> REQUIREMENT: Go over the entries and report the lines where the word "Parser" occurs.

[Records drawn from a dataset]

----

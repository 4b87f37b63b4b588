use std::net::SocketAddr;

use tracing_subscriber::{layer::SubscriberExt, util::SubscriberInitExt};

use courseinsight_api::config::ServerConfig;
use courseinsight_api::router::build_app_router;
use courseinsight_api::state::AppState;
use courseinsight_core::catalog::Catalog;
use courseinsight_core::query::compute_stats;

#[tokio::main]
async fn main() {
    dotenvy::dotenv().ok();

    // --- Configuration ---
    let config = ServerConfig::from_env();

    // --- Tracing ---
    let json_layer = config
        .json_logs
        .then(|| tracing_subscriber::fmt::layer().json());
    let text_layer = (!config.json_logs).then(|| tracing_subscriber::fmt::layer());
    tracing_subscriber::registry()
        .with(
            tracing_subscriber::EnvFilter::try_from_default_env()
                .unwrap_or_else(|_| "courseinsight_api=debug,tower_http=debug".into()),
        )
        .with(json_layer)
        .with(text_layer)
        .init();

    tracing::info!(host = %config.host, port = %config.port, "Loaded server configuration");

    // --- Catalog ---
    let catalog = Catalog::load(&config.catalog_path).unwrap_or_else(|e| {
        panic!(
            "Failed to load catalog from {}: {e}",
            config.catalog_path.display()
        )
    });
    let stats = compute_stats(&catalog.courses);
    tracing::info!(
        path = %config.catalog_path.display(),
        courses = stats.total_courses,
        branches = catalog.branches.len(),
        reviews = catalog.reviews.len(),
        "Catalog loaded"
    );

    // --- Router ---
    let app = build_app_router(AppState::new(catalog), &config);

    // --- Start server ---
    let addr = SocketAddr::new(
        config.host.parse().expect("Invalid HOST address"),
        config.port,
    );
    tracing::info!(%addr, "Starting server");

    let listener = tokio::net::TcpListener::bind(addr)
        .await
        .expect("Failed to bind to address");

    axum::serve(listener, app)
        .with_graceful_shutdown(shutdown_signal())
        .await
        .expect("Server error");

    tracing::info!("Graceful shutdown complete");
}

/// Wait for a termination signal to initiate graceful shutdown.
///
/// Handles both SIGINT (Ctrl-C) and SIGTERM (on Unix).
async fn shutdown_signal() {
    let ctrl_c = async {
        tokio::signal::ctrl_c()
            .await
            .expect("Failed to install Ctrl-C handler");
    };

    #[cfg(unix)]
    let terminate = async {
        tokio::signal::unix::signal(tokio::signal::unix::SignalKind::terminate())
            .expect("Failed to install SIGTERM handler")
            .recv()
            .await;
    };

    #[cfg(not(unix))]
    let terminate = std::future::pending::<()>();

    tokio::select! {
        () = ctrl_c => {
            tracing::info!("Received SIGINT (Ctrl-C), starting graceful shutdown");
        }
        () = terminate => {
            tracing::info!("Received SIGTERM, starting graceful shutdown");
        }
    }
}
use crate::types::EntityId;

#[derive(Debug, thiserror::Error)]
pub enum CoreError {
    #[error("Entity not found: {entity} with id {id}")]
    NotFound { entity: &'static str, id: EntityId },

    #[error("Validation failed: {0}")]
    Validation(String),

    #[error("Fixture error: {0}")]
    Fixture(String),
}
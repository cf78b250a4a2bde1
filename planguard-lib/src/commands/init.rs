use super::Host;
use super::config::{Config, DEFAULT_CONFIG_FILE};
use crate::Result;
use camino::Utf8PathBuf;
use clap::Parser;
use ohno::bail;
use std::io::Write;

#[derive(Parser, Debug)]
pub struct InitArgs {
    /// Output configuration file path (default is `planguard.toml`)
    #[arg(value_name = "PATH")]
    pub output: Option<Utf8PathBuf>,

    /// Overwrite the file if it already exists
    #[arg(long)]
    pub force: bool,
}

/// Write the default configuration file.
///
/// # Errors
///
/// Returns an error if the file exists (without `--force`) or cannot be written
pub fn init_config<H: Host>(host: &mut H, args: &InitArgs) -> Result<()> {
    let output = args.output.clone().unwrap_or_else(|| Utf8PathBuf::from(DEFAULT_CONFIG_FILE));

    if output.exists() && !args.force {
        bail!("'{output}' already exists, use --force to overwrite it");
    }

    Config::save_default(&output)?;
    let _ = writeln!(host.output(), "Generated default configuration file: {output}");
    Ok(())
}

----

> PROBLEM SOLUTION:
use clap::Parser;
#[derive(Parser, Debug)]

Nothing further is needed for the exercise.